**How to complete this task:** Once you have read the entries, please say how many lines hold the string "VaultBalances", giving the number only.

# # # # # # #

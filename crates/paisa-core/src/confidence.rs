//! Confidence scoring for extracted fields
//!
//! Each field gets a score in [0, 1]; the overall score is the weighted sum of
//! the field scores using the matched rule's weights, clamped to [0, 1].
//! Direction is scored for diagnostics but carries no weight.

use std::collections::BTreeMap;

use serde::Deserialize;

use crate::error::{Error, Result};
use crate::models::{ConfidenceScore, DecisionBand, ExtractedFields, Field, FieldConfidence};

/// Tolerance when checking that weights sum to 1.0
const WEIGHT_SUM_TOLERANCE: f64 = 0.001;

/// Per-rule field weights
#[derive(Debug, Clone, Copy, PartialEq, Deserialize)]
pub struct ConfidenceWeights {
    pub sender: f64,
    pub amount: f64,
    pub merchant: f64,
    pub date: f64,
    pub reference: f64,
}

impl Default for ConfidenceWeights {
    fn default() -> Self {
        Self {
            sender: 0.25,
            amount: 0.25,
            merchant: 0.20,
            date: 0.10,
            reference: 0.20,
        }
    }
}

impl ConfidenceWeights {
    /// Weight applied to a field's score
    pub fn weight(&self, field: Field) -> f64 {
        match field {
            Field::Sender => self.sender,
            Field::Amount => self.amount,
            Field::Merchant => self.merchant,
            Field::Date => self.date,
            Field::Reference => self.reference,
            Field::Direction => 0.0,
        }
    }

    pub fn sum(&self) -> f64 {
        self.sender + self.amount + self.merchant + self.date + self.reference
    }

    /// Check every weight is in [0, 1] and the weights sum to 1.0
    pub fn validate(&self) -> Result<()> {
        for field in Field::all() {
            let w = self.weight(*field);
            if !(0.0..=1.0).contains(&w) {
                return Err(Error::RuleCatalog(format!(
                    "{} weight {} is outside [0, 1]",
                    field, w
                )));
            }
        }
        if (self.sum() - 1.0).abs() > WEIGHT_SUM_TOLERANCE {
            return Err(Error::RuleCatalog(format!(
                "weights sum to {:.3}, expected 1.0",
                self.sum()
            )));
        }
        Ok(())
    }
}

/// Tuning parameters for field scoring
#[derive(Debug, Clone, PartialEq, Deserialize)]
#[serde(default)]
pub struct ScoringConfig {
    /// Amounts starting within this many characters of the body start score higher
    pub amount_position_window: usize,
    /// Plausible amount range (inclusive)
    pub amount_min: f64,
    pub amount_max: f64,
    /// Plausible merchant length range (inclusive, in characters)
    pub merchant_min_len: usize,
    pub merchant_max_len: usize,
    /// Promotional/noise keywords that mark a merchant value as suspicious
    pub noise_keywords: Vec<String>,
}

impl Default for ScoringConfig {
    fn default() -> Self {
        Self {
            amount_position_window: 50,
            amount_min: 1.0,
            amount_max: 100_000.0,
            merchant_min_len: 3,
            merchant_max_len: 50,
            noise_keywords: [
                "OFFER",
                "CASHBACK",
                "WIN",
                "FREE",
                "LOAN",
                "APPLY",
                "CLICK",
                "REWARD",
                "CONGRATULATIONS",
                "ELIGIBLE",
                "LIMITED TIME",
                "DISCOUNT",
            ]
            .iter()
            .map(|s| s.to_string())
            .collect(),
        }
    }
}

/// Thresholds for decision bands
#[derive(Debug, Clone, Copy, PartialEq)]
pub struct BandThresholds {
    pub auto_accept: f64,
    pub monitor: f64,
}

impl Default for BandThresholds {
    fn default() -> Self {
        Self {
            auto_accept: 0.85,
            monitor: 0.50,
        }
    }
}

impl BandThresholds {
    pub fn band(&self, overall: f64) -> DecisionBand {
        if overall >= self.auto_accept {
            DecisionBand::AutoAccept
        } else if overall >= self.monitor {
            DecisionBand::Monitor
        } else {
            DecisionBand::Review
        }
    }
}

/// Computes field and overall confidence
#[derive(Debug, Clone, Default)]
pub struct ConfidenceCalculator {
    config: ScoringConfig,
}

impl ConfidenceCalculator {
    pub fn new(config: ScoringConfig) -> Self {
        Self { config }
    }

    pub fn config(&self) -> &ScoringConfig {
        &self.config
    }

    /// Score every field and combine with the given weights
    pub fn score(
        &self,
        fields: &ExtractedFields,
        body: &str,
        sender_matched: bool,
        weights: &ConfidenceWeights,
    ) -> ConfidenceScore {
        let mut breakdown = BTreeMap::new();
        breakdown.insert(Field::Sender, self.score_sender(sender_matched));
        breakdown.insert(Field::Amount, self.score_amount(fields, body));
        breakdown.insert(Field::Merchant, self.score_merchant(fields));
        breakdown.insert(Field::Date, score_date(fields));
        breakdown.insert(Field::Direction, score_direction(fields));
        breakdown.insert(Field::Reference, score_reference(fields));

        let overall = breakdown
            .iter()
            .map(|(field, conf)| conf.score * weights.weight(*field))
            .sum::<f64>();

        ConfidenceScore {
            overall: round_score(overall),
            breakdown,
        }
    }

    fn score_sender(&self, sender_matched: bool) -> FieldConfidence {
        FieldConfidence {
            extracted: sender_matched,
            score: if sender_matched { 1.0 } else { 0.0 },
            value: None,
        }
    }

    fn score_amount(&self, fields: &ExtractedFields, body: &str) -> FieldConfidence {
        let Some(amount) = &fields.amount else {
            // A token that looked like an amount but would not parse
            if let Some(raw) = &fields.malformed_amount {
                return FieldConfidence {
                    extracted: false,
                    score: 0.1,
                    value: Some(raw.clone()),
                };
            }
            return FieldConfidence::missing();
        };

        let mut score: f64 = 0.5;
        if has_decimal_precision(&amount.raw) {
            score += 0.2;
        }
        if char_offset(body, amount.offset) < self.config.amount_position_window {
            score += 0.2;
        }
        if (self.config.amount_min..=self.config.amount_max).contains(&amount.value) {
            score += 0.1;
        }

        FieldConfidence {
            extracted: true,
            score: round_score(score),
            value: Some(format!("{:.2}", amount.value)),
        }
    }

    fn score_merchant(&self, fields: &ExtractedFields) -> FieldConfidence {
        let Some(merchant) = &fields.merchant else {
            return FieldConfidence::missing();
        };
        let value = merchant.value.trim();
        let len = value.chars().count();

        if len < self.config.merchant_min_len {
            return FieldConfidence {
                extracted: true,
                score: 0.1,
                value: Some(value.to_string()),
            };
        }

        let mut score: f64 = 0.4;
        if len <= self.config.merchant_max_len {
            score += 0.2;
        }
        if value.chars().next().is_some_and(|c| c.is_uppercase()) {
            score += 0.1;
        }
        if self.contains_noise(value) {
            score -= 0.3;
        } else {
            score += 0.2;
        }
        if value.contains(' ') || value.chars().any(|c| c.is_lowercase()) {
            score += 0.1;
        }

        FieldConfidence {
            extracted: true,
            score: round_score(score),
            value: Some(value.to_string()),
        }
    }

    fn contains_noise(&self, value: &str) -> bool {
        let upper = value.to_uppercase();
        self.config
            .noise_keywords
            .iter()
            .any(|kw| contains_word(&upper, &kw.to_uppercase()))
    }
}

fn score_date(fields: &ExtractedFields) -> FieldConfidence {
    match &fields.date {
        Some(date) => FieldConfidence {
            extracted: true,
            score: 1.0,
            value: Some(date.value.format("%Y-%m-%d").to_string()),
        },
        None => FieldConfidence::missing(),
    }
}

fn score_direction(fields: &ExtractedFields) -> FieldConfidence {
    match &fields.direction {
        Some(m) => FieldConfidence {
            extracted: true,
            score: if m.ambiguous { 0.0 } else { 1.0 },
            value: Some(m.direction.as_str().to_string()),
        },
        None => FieldConfidence::missing(),
    }
}

/// Binary: a reference number is what separates alerts from promotions
fn score_reference(fields: &ExtractedFields) -> FieldConfidence {
    match &fields.reference {
        Some(reference) => FieldConfidence {
            extracted: true,
            score: 1.0,
            value: Some(reference.value.clone()),
        },
        None => FieldConfidence::missing(),
    }
}

/// Clamp to [0, 1] and drop float accumulation noise
fn round_score(score: f64) -> f64 {
    (score.clamp(0.0, 1.0) * 1e6).round() / 1e6
}

fn has_decimal_precision(raw: &str) -> bool {
    raw.rsplit_once('.')
        .is_some_and(|(_, frac)| !frac.is_empty() && frac.chars().all(|c| c.is_ascii_digit()))
}

/// Convert a byte offset to a character offset
fn char_offset(body: &str, byte_offset: usize) -> usize {
    body.get(..byte_offset)
        .map(|prefix| prefix.chars().count())
        .unwrap_or(byte_offset)
}

/// Whole-word containment on already-uppercased text
fn contains_word(haystack: &str, needle: &str) -> bool {
    if needle.is_empty() {
        return false;
    }
    haystack.match_indices(needle).any(|(idx, _)| {
        let before = haystack[..idx].chars().next_back();
        let after = haystack[idx + needle.len()..].chars().next();
        !before.is_some_and(char::is_alphanumeric) && !after.is_some_and(char::is_alphanumeric)
    })
}

#[cfg(test)]
mod tests {
    use super::*;
    use crate::models::{Direction, DirectionMatch, Extracted};
    use chrono::NaiveDate;

    fn full_fields(body: &str) -> ExtractedFields {
        ExtractedFields {
            amount: Some(Extracted {
                value: 250.0,
                raw: "250.00".into(),
                offset: body.find("250").unwrap(),
            }),
            merchant: Some(Extracted {
                value: "SWIGGY BANGALORE".into(),
                raw: "SWIGGY BANGALORE".into(),
                offset: body.find("SWIGGY").unwrap(),
            }),
            date: Some(Extracted {
                value: NaiveDate::from_ymd_opt(2024, 12, 25).unwrap(),
                raw: "25-Dec-24".into(),
                offset: body.find("25-Dec").unwrap(),
            }),
            direction: Some(DirectionMatch {
                direction: Direction::Debit,
                offset: body.find("debited").unwrap(),
                ambiguous: false,
            }),
            reference: Some(Extracted {
                value: "123456789".into(),
                raw: "123456789".into(),
                offset: body.find("123456789").unwrap(),
            }),
            malformed_amount: None,
            malformed_date: None,
        }
    }

    const BODY: &str = "Alert: Rs.250.00 debited from A/c XX1234 at SWIGGY BANGALORE on 25-Dec-24. Ref: 123456789";

    #[test]
    fn test_perfect_message_scores_one() {
        let calc = ConfidenceCalculator::default();
        let score = calc.score(&full_fields(BODY), BODY, true, &ConfidenceWeights::default());
        assert!((score.overall - 1.0).abs() < 1e-9);
        assert_eq!(score.field(Field::Amount).unwrap().score, 1.0);
        assert_eq!(score.field(Field::Merchant).unwrap().score, 1.0);
    }

    #[test]
    fn test_fallback_sender_caps_overall() {
        let calc = ConfidenceCalculator::default();
        let weights = ConfidenceWeights::default();
        let score = calc.score(&full_fields(BODY), BODY, false, &weights);
        assert!((score.overall - (1.0 - weights.sender)).abs() < 1e-9);
    }

    #[test]
    fn test_amount_bonuses() {
        let calc = ConfidenceCalculator::default();
        let body = format!("{}Rs 250 spent", " ".repeat(60));
        let fields = ExtractedFields {
            amount: Some(Extracted {
                value: 250.0,
                raw: "250".into(),
                offset: body.find("250").unwrap(),
            }),
            ..Default::default()
        };
        let conf = calc.score_amount(&fields, &body);
        // base + magnitude only: no decimals, past the position window
        assert!((conf.score - 0.6).abs() < 1e-9);
    }

    #[test]
    fn test_malformed_amount_scores_point_one() {
        let calc = ConfidenceCalculator::default();
        let fields = ExtractedFields {
            malformed_amount: Some("1.2.3".into()),
            ..Default::default()
        };
        let conf = calc.score_amount(&fields, "Rs 1.2.3");
        assert!(!conf.extracted);
        assert_eq!(conf.score, 0.1);
    }

    #[test]
    fn test_merchant_noise_penalty() {
        let calc = ConfidenceCalculator::default();
        let fields = ExtractedFields {
            merchant: Some(Extracted {
                value: "CASHBACK OFFER".into(),
                raw: "CASHBACK OFFER".into(),
                offset: 0,
            }),
            ..Default::default()
        };
        let conf = calc.score_merchant(&fields);
        // 0.4 + 0.2 length + 0.1 uppercase - 0.3 noise + 0.1 space
        assert!((conf.score - 0.5).abs() < 1e-9);
    }

    #[test]
    fn test_short_merchant_forced_low() {
        let calc = ConfidenceCalculator::default();
        let fields = ExtractedFields {
            merchant: Some(Extracted {
                value: "AB".into(),
                raw: "AB".into(),
                offset: 0,
            }),
            ..Default::default()
        };
        assert_eq!(calc.score_merchant(&fields).score, 0.1);
    }

    #[test]
    fn test_ambiguous_direction_scores_zero() {
        let fields = ExtractedFields {
            direction: Some(DirectionMatch {
                direction: Direction::Debit,
                offset: 0,
                ambiguous: true,
            }),
            ..Default::default()
        };
        let conf = score_direction(&fields);
        assert!(conf.extracted);
        assert_eq!(conf.score, 0.0);
    }

    #[test]
    fn test_overall_is_clamped() {
        let calc = ConfidenceCalculator::default();
        // Deliberately over-weighted; overall must still be within [0, 1]
        let weights = ConfidenceWeights {
            sender: 1.0,
            amount: 1.0,
            merchant: 1.0,
            date: 1.0,
            reference: 1.0,
        };
        let score = calc.score(&full_fields(BODY), BODY, true, &weights);
        assert_eq!(score.overall, 1.0);

        let empty = calc.score(&ExtractedFields::default(), "", false, &weights);
        assert_eq!(empty.overall, 0.0);
    }

    #[test]
    fn test_weights_validation() {
        assert!(ConfidenceWeights::default().validate().is_ok());
        let bad = ConfidenceWeights {
            sender: 0.5,
            ..Default::default()
        };
        assert!(bad.validate().is_err());
    }

    #[test]
    fn test_bands() {
        let bands = BandThresholds::default();
        assert_eq!(bands.band(0.9), DecisionBand::AutoAccept);
        assert_eq!(bands.band(0.85), DecisionBand::AutoAccept);
        assert_eq!(bands.band(0.6), DecisionBand::Monitor);
        assert_eq!(bands.band(0.49), DecisionBand::Review);
    }

    #[test]
    fn test_contains_word() {
        assert!(contains_word("BIG WIN TODAY", "WIN"));
        assert!(!contains_word("WINDSOR CAFE", "WIN"));
    }
}
use crate::components::boardroom::BoardroomComponent;
use crate::*;
use oysterpack_smart_contract::ContractOwnerObject;
use oysterpack_smart_fungible_token::{
    components::fungible_token::FungibleTokenComponent, TokenAmount, TokenId, TokenService,
};
use oysterpack_smart_near::{
    assert_non_zero_amount,
    component::{Component, Deploy, ERR_COMPONENT_ALREADY_DEPLOYED},
    data::Object,
    domain::{AccountIdHash, BlockTimestamp, TimestampDuration},
    near_sdk::{
        borsh::{self, BorshDeserialize, BorshSerialize},
        env,
        json_types::ValidAccountId,
    },
    Hash, ERR_INSUFFICIENT_BALANCE,
};

/// Stake custody and the single source of truth for stake balances.
///
/// The vault follows the epoch of the primary boardroom, falling back to the secondary. When no
/// boardroom is bound, the last epoch the vault observed is used.
#[derive(Debug, Clone, Copy, PartialEq, Default)]
pub struct VaultComponent;

#[derive(BorshSerialize, BorshDeserialize, Clone, Debug, PartialEq)]
pub struct VaultState {
    pub stake_token: TokenId,
    pub lock_duration: TimestampDuration,
    /// sum of all account principals
    pub total_staked: TokenAmount,
    pub boardrooms: BoardroomBindings,
    pub last_known_epoch: Epoch,
}

pub struct VaultConfig {
    pub stake_token: TokenId,
    pub lock_duration: TimestampDuration,
    /// boardrooms must be deployed before the vault
    pub boardrooms: BoardroomBindings,
}

impl Component for VaultComponent {
    type State = VaultState;
    const STATE_KEY: u128 = 1954424604950731786236462815574524614;
}

impl Deploy for VaultComponent {
    type Config = VaultConfig;

    fn deploy(&self, config: Self::Config) {
        ERR_COMPONENT_ALREADY_DEPLOYED.assert(|| !self.is_deployed());
        self.assert_bindings(config.boardrooms);
        for id in config.boardrooms.iter() {
            self.boardroom(id).connect();
        }
        self.new_state(VaultState {
            stake_token: config.stake_token,
            lock_duration: config.lock_duration,
            total_staked: TokenAmount::zero(),
            boardrooms: config.boardrooms,
            last_known_epoch: Epoch::FIRST,
        })
        .save();
    }
}

const STAKE_RECORD_KEY: u128 = 1954424633227961066394101387637416871;

type StakeRecordObject = Object<Hash, StakeRecord>;

impl VaultComponent {
    /// pseudo account that holds the staked tokens
    pub fn custody(&self) -> AccountIdHash {
        AccountIdHash::pseudo_account(self.state_key(), "custody")
    }

    fn boardroom(&self, id: BoardroomId) -> BoardroomComponent<VaultComponent> {
        BoardroomComponent::new(id, *self)
    }

    fn assert_bindings(&self, bindings: BoardroomBindings) {
        bindings.assert_valid();
        for id in bindings.iter() {
            ERR_BOARDROOM_NOT_DEPLOYED.assert_with_message(
                || self.boardroom(id).is_deployed(),
                || format!("boardroom is not hosted by this contract: {}", id),
            );
        }
    }

    fn current_epoch(&self, state: &VaultState) -> Epoch {
        state
            .boardrooms
            .epoch_source()
            .map_or(state.last_known_epoch, |id| self.boardroom(id).current_epoch())
    }

    fn stake_record_key(account_id: &str) -> Hash {
        Hash::from((account_id, STAKE_RECORD_KEY))
    }

    fn load_stake_record(account_id: &str) -> Option<StakeRecordObject> {
        StakeRecordObject::load(&Self::stake_record_key(account_id))
    }

    /// Freezes the account's pre epoch balance if this is the account's first stake change in the
    /// epoch, and then settles the account's pending rewards in every bound boardroom.
    ///
    /// Returns false if no boardroom is bound.
    fn checkpoint(
        &self,
        state: &VaultState,
        account_id: &str,
        record: &mut StakeRecord,
        epoch: Epoch,
    ) -> bool {
        let connected_balance = record.connected_balance();
        let eligible_balance = record.checkpoint(epoch);
        if state.boardrooms.epoch_source().is_none() {
            return false;
        }
        for id in state.boardrooms.iter() {
            self.boardroom(id)
                .checkpoint(account_id, eligible_balance, connected_balance);
        }
        record.disconnected_deposits = TokenAmount::zero();
        true
    }

    fn vault_balances(record: &StakeRecord, epoch: Epoch, now: BlockTimestamp) -> VaultBalances {
        let locked = record.locked(now);
        VaultBalances {
            principal: record.principal,
            withdrawable: record.withdrawable(now),
            locked,
            locked_until: if locked.is_zero() {
                None
            } else {
                Some(record.locked_until)
            },
            balance_from_last_epoch: record.balance_from_last_epoch(epoch),
        }
    }
}

impl Vault for VaultComponent {
    fn ops_vault_bond(&mut self, amount: TokenAmount) -> VaultBalances {
        assert_non_zero_amount(*amount);
        let account_id = env::predecessor_account_id();
        let holder = AccountIdHash::from(account_id.as_str());
        let mut state = self.state();
        let mut stake_token = FungibleTokenComponent::new(state.stake_token);
        ERR_INSUFFICIENT_BALANCE.assert(|| stake_token.ft_balance(holder) >= amount);

        let epoch = self.current_epoch(&state);
        let now = BlockTimestamp::from_env();
        let mut record = StakeRecordObject::load_or_default(Self::stake_record_key(&account_id));
        if self.checkpoint(&state, &account_id, &mut record, epoch) {
            record.deposit(amount, now, state.lock_duration);
        } else {
            record.deposit_while_disconnected(amount, now, state.lock_duration);
        }
        record.save();
        state.total_staked += amount;
        state.last_known_epoch = epoch;
        state.save();
        stake_token.ft_transfer_from(holder, self.custody(), amount);

        LOG_EVENT_VAULT_BONDED.log(format!(
            "account_id={} amount={} principal={} epoch={}",
            account_id, amount, record.principal, epoch
        ));
        Self::vault_balances(&record, epoch, now)
    }

    fn ops_vault_unbond(&mut self, amount: TokenAmount) -> VaultBalances {
        assert_non_zero_amount(*amount);
        let account_id = env::predecessor_account_id();
        let mut record = Self::load_stake_record(&account_id)
            .unwrap_or_else(|| ERR_INSUFFICIENT_BALANCE.panic());
        ERR_INSUFFICIENT_BALANCE.assert(|| record.principal >= amount);
        let now = BlockTimestamp::from_env();
        ERR_LOCK_NOT_EXPIRED.assert_with_message(
            || record.withdrawable(now) >= amount,
            || {
                format!(
                    "amount exceeds the withdrawable balance of {} - {} is locked until {}",
                    record.withdrawable(now),
                    record.locked(now),
                    record.locked_until
                )
            },
        );

        let mut state = self.state();
        let epoch = self.current_epoch(&state);
        self.checkpoint(&state, &account_id, &mut record, epoch);

        record.withdraw(amount);
        record.save();
        state.total_staked -= amount;
        state.last_known_epoch = epoch;
        state.save();
        FungibleTokenComponent::new(state.stake_token).ft_transfer_from(
            self.custody(),
            account_id.as_str().into(),
            amount,
        );

        LOG_EVENT_VAULT_UNBONDED.log(format!(
            "account_id={} amount={} principal={} epoch={}",
            account_id, amount, record.principal, epoch
        ));
        Self::vault_balances(&record, epoch, now)
    }

    fn ops_vault_total_staked(&self) -> TokenAmount {
        self.total_staked()
    }

    fn ops_vault_balance_of(&self, account_id: ValidAccountId) -> TokenAmount {
        self.balance_of(account_id.as_ref())
    }

    fn ops_vault_balance_without_bonded(&self, account_id: ValidAccountId) -> TokenAmount {
        self.balance_without_bonded(account_id.as_ref())
    }

    fn ops_vault_balance_from_last_epoch(&self, account_id: ValidAccountId) -> TokenAmount {
        self.balance_from_last_epoch(account_id.as_ref())
    }

    fn ops_vault_stake_balances(&self, account_id: ValidAccountId) -> Option<VaultBalances> {
        let state = self.state();
        Self::load_stake_record(account_id.as_ref()).map(|record| {
            Self::vault_balances(&record, self.current_epoch(&state), BlockTimestamp::from_env())
        })
    }

    fn ops_vault_lock_duration(&self) -> TimestampDuration {
        self.state().lock_duration
    }

    fn ops_vault_stake_token(&self) -> TokenId {
        self.state().stake_token
    }

    fn ops_vault_boardrooms(&self) -> BoardroomBindings {
        self.state().boardrooms
    }
}

impl VaultOwner for VaultComponent {
    fn ops_vault_set_boardrooms(
        &mut self,
        primary: Option<BoardroomId>,
        secondary: Option<BoardroomId>,
    ) {
        ContractOwnerObject::assert_owner_access();
        let bindings = BoardroomBindings::new(primary, secondary);
        self.assert_bindings(bindings);

        let mut state = self.state();
        for id in bindings.iter() {
            if !state.boardrooms.iter().any(|bound| bound == id) {
                self.boardroom(id).connect();
            }
        }
        // remember the epoch of the outgoing binding in case nothing is bound anymore
        state.last_known_epoch = self.current_epoch(&state);
        state.boardrooms = bindings;
        state.save();

        let fmt_binding = |id: Option<BoardroomId>| {
            id.map_or_else(|| "none".to_string(), |id| id.to_string())
        };
        LOG_EVENT_VAULT_BOARDROOMS_SET.log(format!(
            "primary={} secondary={}",
            fmt_binding(primary),
            fmt_binding(secondary)
        ));
    }
}

impl StakeBalances for VaultComponent {
    fn total_staked(&self) -> TokenAmount {
        self.state().total_staked
    }

    fn balance_of(&self, account_id: &str) -> TokenAmount {
        Self::load_stake_record(account_id).map_or_else(TokenAmount::zero, |record| record.principal)
    }

    fn balance_from_last_epoch(&self, account_id: &str) -> TokenAmount {
        Self::load_stake_record(account_id).map_or_else(TokenAmount::zero, |record| {
            record.balance_from_last_epoch(self.current_epoch(&self.state()))
        })
    }

    fn connected_balance(&self, account_id: &str) -> TokenAmount {
        Self::load_stake_record(account_id)
            .map_or_else(TokenAmount::zero, |record| record.connected_balance())
    }

    fn balance_without_bonded(&self, account_id: &str) -> TokenAmount {
        Self::load_stake_record(account_id).map_or_else(TokenAmount::zero, |record| {
            record.withdrawable(BlockTimestamp::from_env())
        })
    }
}
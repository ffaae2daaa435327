use near_sdk::serde::{Deserialize, Serialize};
use oysterpack_smart_fungible_token::TokenAmount;
use oysterpack_smart_near::domain::BlockTimestamp;

/// Account stake balances as reported by the vault
#[derive(Serialize, Deserialize, Clone, Copy, Debug, PartialEq)]
#[serde(crate = "near_sdk::serde")]
pub struct VaultBalances {
    pub principal: TokenAmount,
    /// portion of principal that can be unbonded now
    pub withdrawable: TokenAmount,
    /// portion of principal that is still inside the lock window
    pub locked: TokenAmount,
    /// set while part of the principal is locked
    pub locked_until: Option<BlockTimestamp>,
    /// balance eligible for rewards as of the most recently closed epoch
    pub balance_from_last_epoch: TokenAmount,
}
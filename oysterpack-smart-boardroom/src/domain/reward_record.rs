use near_sdk::{
    borsh::{self, BorshDeserialize, BorshSerialize},
    serde::{Deserialize, Serialize},
};
use oysterpack_smart_fungible_token::TokenAmount;

/// Per account reward bookkeeping owned by a boardroom
#[derive(
    BorshSerialize, BorshDeserialize, Serialize, Deserialize, Clone, Copy, Debug, PartialEq, Default,
)]
#[serde(crate = "near_sdk::serde")]
pub struct RewardRecord {
    /// rewards for snapshots up to and including this index have been settled
    /// - 0 means no snapshots have been settled
    pub last_snapshot_index: u64,
    /// settled rewards that have not yet been claimed
    pub accrued: TokenAmount,
}
pub mod fungible_token;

# # # # # # #

**Result of this task:** 6